Today is my 259th day of consecutive sobriety, and it is 14 weeks today that my relationship ended. In a way that seems so recent, and in another, it’s like another age.
Yesterday a former colleague came to see me, and her partner fitted the new latch and side gate that ExP made. I was so grateful. We messaged ExP to ask where the keep for the lock was. He offered to come over today to show me – but I have declined.
i don’t want to see him.
I DON’T WANT TO SEE HIM.
i don’t want his undermining snidely comments about the puppy, about the job that Has been done on the side gate, about me, the house and everything. that is what he would do: criticise me and everything about me. I just can’t take it and I don’t want to.
He would ask solicitously about sons 2 & 3 – and probably about my extended family, and studiously ignore the existence of son # 1.
Ive had a tough week. Being off work, looking after Jasper has not been a break. It’s been one long round of cleaning up , mopping, feeding, basic training and trying to get small things done. I’m stressed, anxious, anorexic (in the medical sense – meaning not eating) agitated and disheartened. My life is boring.
BUT… and this is a big BUT …
- i do not think I am in love with ExP ANY longer
- i can see how he undermines me and I don’t want it
- i don’t want to see him
- Both sons #2 and #3 have had good school reports this week
- i am sober
- i am growing emotionally and psychologically, I can almost feel it. It hurts , it’s difficult,awkward and very painful …
- i have a space, where I can go, every week and explore these things in a non judgemental, non emotionally charged environment; with someone who reads what I say, and feel and helps me with interpret it. I feel safe and contained with my therapist,but able to be very honest.
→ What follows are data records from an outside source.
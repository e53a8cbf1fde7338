//! Peak detection in intensity contours
//!
//! Syllable nuclei show up as peaks in the intensity (dB) of speech which
//! are separated by sufficiently deep dips and fall into voiced regions.
//! [`find_peaks`] locates the peaks of one window, [`filter_voiced`] removes
//! those without voicing.

use crate::config::Options;
use crate::error::{config_error, Result};
use crate::math::{median, minimum};

use serde::{Deserialize, Serialize};

/// Options of speech-rate style peak detection
#[derive(Clone, PartialEq, Debug, Serialize, Deserialize)]
#[serde(default, deny_unknown_fields, rename_all = "camelCase")]
pub struct PeakConfig {
    /// Peaks must exceed the window median by this many dB
    pub threshold_above_median: f32,
    /// Minimum depth (dB) of the dip separating two peaks
    pub min_dip_between_peaks: f32,
    /// Neighbourhood (samples to each side) a peak must dominate
    pub width: usize,
    /// Minimum voicing probability at a peak
    pub threshold_voiced_prob: f32,
}

impl Default for PeakConfig {
    fn default() -> Self {
        Self {
            threshold_above_median: 0.0,
            min_dip_between_peaks: 3.0,
            width: 2,
            threshold_voiced_prob: 0.5,
        }
    }
}

impl Options for PeakConfig {
    fn validate(&self) -> Result<()> {
        if !self.threshold_above_median.is_finite() {
            return Err(config_error("thresholdAboveMedian must be finite"));
        }
        if !(self.min_dip_between_peaks >= 0.0 && self.min_dip_between_peaks.is_finite()) {
            return Err(config_error(format!(
                "minDipBetweenPeaks must not be negative, got {}",
                self.min_dip_between_peaks
            )));
        }
        if !(0.0..=1.0).contains(&self.threshold_voiced_prob) {
            return Err(config_error(format!(
                "thresholdVoicedProb must be in [0, 1], got {}",
                self.threshold_voiced_prob
            )));
        }
        Ok(())
    }
}

fn is_raw_peak(signal: &[f32], i: usize, width: usize, threshold: f32) -> bool {
    let value = signal[i];
    if !(value > threshold) {
        return false;
    }
    let left = i.saturating_sub(width);
    let right = (i + width).min(signal.len() - 1);
    signal[left..i].iter().all(|&x| x < value) && signal[i + 1..=right].iter().all(|&x| x <= value)
}

/// Find peaks in `signal`
///
/// A sample is a peak if it exceeds `median + threshold_above_median` (but
/// at least the window minimum) and dominates `width` samples to each side,
/// where on a plateau the first sample counts. `width == 0` is treated as 1.
///
/// Walking from left to right, a peak is dropped if the lowest value between
/// it and the previously kept peak is within `min_dip` of its own value.
///
/// Returns the indices of the remaining peaks in ascending order.
pub fn find_peaks(
    signal: &[f32],
    threshold_above_median: f32,
    min_dip: f32,
    width: usize,
) -> Vec<usize> {
    let (Some(median), Some(floor)) = (median(signal), minimum(signal)) else {
        return Vec::new();
    };
    let threshold = (median + threshold_above_median).max(floor);
    let width = width.max(1);
    let mut peaks: Vec<usize> = Vec::new();
    for i in (0..signal.len()).filter(|&i| is_raw_peak(signal, i, width, threshold)) {
        if let Some(&previous) = peaks.last() {
            let dip = minimum(&signal[previous..=i]).unwrap_or(signal[i]);
            if signal[i] - dip <= min_dip {
                continue;
            }
        }
        peaks.push(i);
    }
    peaks
}

/// Keep only peaks where the time-aligned voicing probability exceeds
/// `threshold`
///
/// Peak indices refer to a signal sampled at `signal_rate`, `voicing` is
/// sampled at `voicing_rate`. Aligned indices past the voicing window are
/// clamped to its last sample.
pub fn filter_voiced(
    peaks: &[usize],
    signal_rate: f64,
    voicing: &[f32],
    voicing_rate: f64,
    threshold: f32,
) -> Vec<usize> {
    if voicing.is_empty() {
        return Vec::new();
    }
    peaks
        .iter()
        .copied()
        .filter(|&peak| {
            let index = (peak as f64 * voicing_rate / signal_rate).round() as usize;
            voicing[index.min(voicing.len() - 1)] > threshold
        })
        .collect()
}

#[cfg(test)]
mod tests {
    use super::*;
    use crate::config::from_pairs;

    fn bumps(centers: &[usize], len: usize) -> Vec<f32> {
        let mut signal = vec![0.0; len];
        for &center in centers {
            for d in -5isize..=5 {
                let x = d as f32 / 2.0;
                signal[(center as isize + d) as usize] = (-x * x / 2.0).exp();
            }
        }
        signal
    }
    #[test]
    fn test_two_gaussian_bumps() {
        let signal = bumps(&[25, 75], 100);
        assert_eq!(find_peaks(&signal, 0.0, 0.1, 2), vec![25, 75]);
    }
    #[test]
    fn test_shallow_dip_merges_peaks() {
        let signal = [0.0, 5.0, 4.0, 4.5, 0.0, 0.0, 6.0, 0.0];
        assert_eq!(find_peaks(&signal, 0.0, 3.0, 1), vec![1, 6]);
        assert_eq!(find_peaks(&signal, 0.0, 0.1, 1), vec![1, 3, 6]);
    }
    #[test]
    fn test_culling_compares_with_last_kept_peak() {
        // index 3 is dropped, so index 5 is measured against index 1 and
        // sees the dip to 6.5
        let signal = [0.0, 10.0, 6.5, 9.0, 8.0, 10.0, 0.0];
        assert_eq!(find_peaks(&signal, 0.0, 3.0, 1), vec![1, 5]);
        assert_eq!(find_peaks(&signal, 0.0, 4.0, 1), vec![1]);
    }
    #[test]
    fn test_threshold_and_plateau() {
        let signal = [1.0, 3.0, 3.0, 1.0, 1.0, 2.0, 1.0];
        assert_eq!(find_peaks(&signal, 0.0, 0.0, 0), vec![1, 5]);
        assert_eq!(find_peaks(&signal, 1.5, 0.0, 1), vec![1]);
        let flat = [2.0; 10];
        assert!(find_peaks(&flat, 0.0, 0.0, 2).is_empty());
        assert!(find_peaks(&[], 0.0, 0.0, 2).is_empty());
    }
    #[test]
    fn test_filter_voiced() {
        let voicing = [0.9, 0.1, 0.6, 0.7];
        let peaks = [0, 10, 20, 31, 100];
        assert_eq!(filter_voiced(&peaks, 100.0, &voicing, 10.0, 0.5), vec![0, 20, 31, 100]);
        assert!(filter_voiced(&peaks, 100.0, &[], 10.0, 0.5).is_empty());
    }
    #[test]
    fn test_config() {
        let config = PeakConfig::default();
        assert_eq!(config.min_dip_between_peaks, 3.0);
        assert_eq!(config.threshold_voiced_prob, 0.5);
        assert!(from_pairs::<PeakConfig>(&[("thresholdVoicedProb", "1.5")]).is_err());
        let config: PeakConfig = from_pairs(&[("width", "4")]).unwrap();
        assert_eq!(config.width, 4);
    }
}
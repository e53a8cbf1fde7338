//! Re-export of certain important items

pub use super::buffer::SampleBuffer;
pub use super::config::{from_pairs, Options as _};
pub use super::error::{Error, Result};
pub use super::events::{Event, EventHandlers};
pub use super::numbers::{NumericKind, Sample};
pub use super::pipeline::{Component, Consumer, Pipeline, Transformer};
pub use super::samples::{Frame, StreamInfo};
pub use super::sync::stop::StopToken;
pub use super::synchronizer::{FrameSynchronizer, SynchronizerConfig};
pub use super::windowing::{Kaiser, Rectangular, Window as _};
I expect this this is my first day of the “acceptance” part of the loss. He is not the answer. He has been a big part of the problem.i don’t expect (sadly) that this feeling will stay – I expect regression, but I do expect it to return, and return more often. I expect it to take root slowly, and as long as I continue to nourish it; by remaining sober, but not seeing or communicating with ExP, by plodding on, I expect it to flourish in time.
Until now, I have known I cannot continue with the relationship for my children, because of the financial drain. Today I don’t want to continue with it for ME. Me, Lily, the woman, who can suddenly see the undermining, lack of care for my feelings or needs, criticism, unkindness – as damaging TO ME. And I feel that I matter
marking my place.
a very happy thanksgiving to my friends across the pond.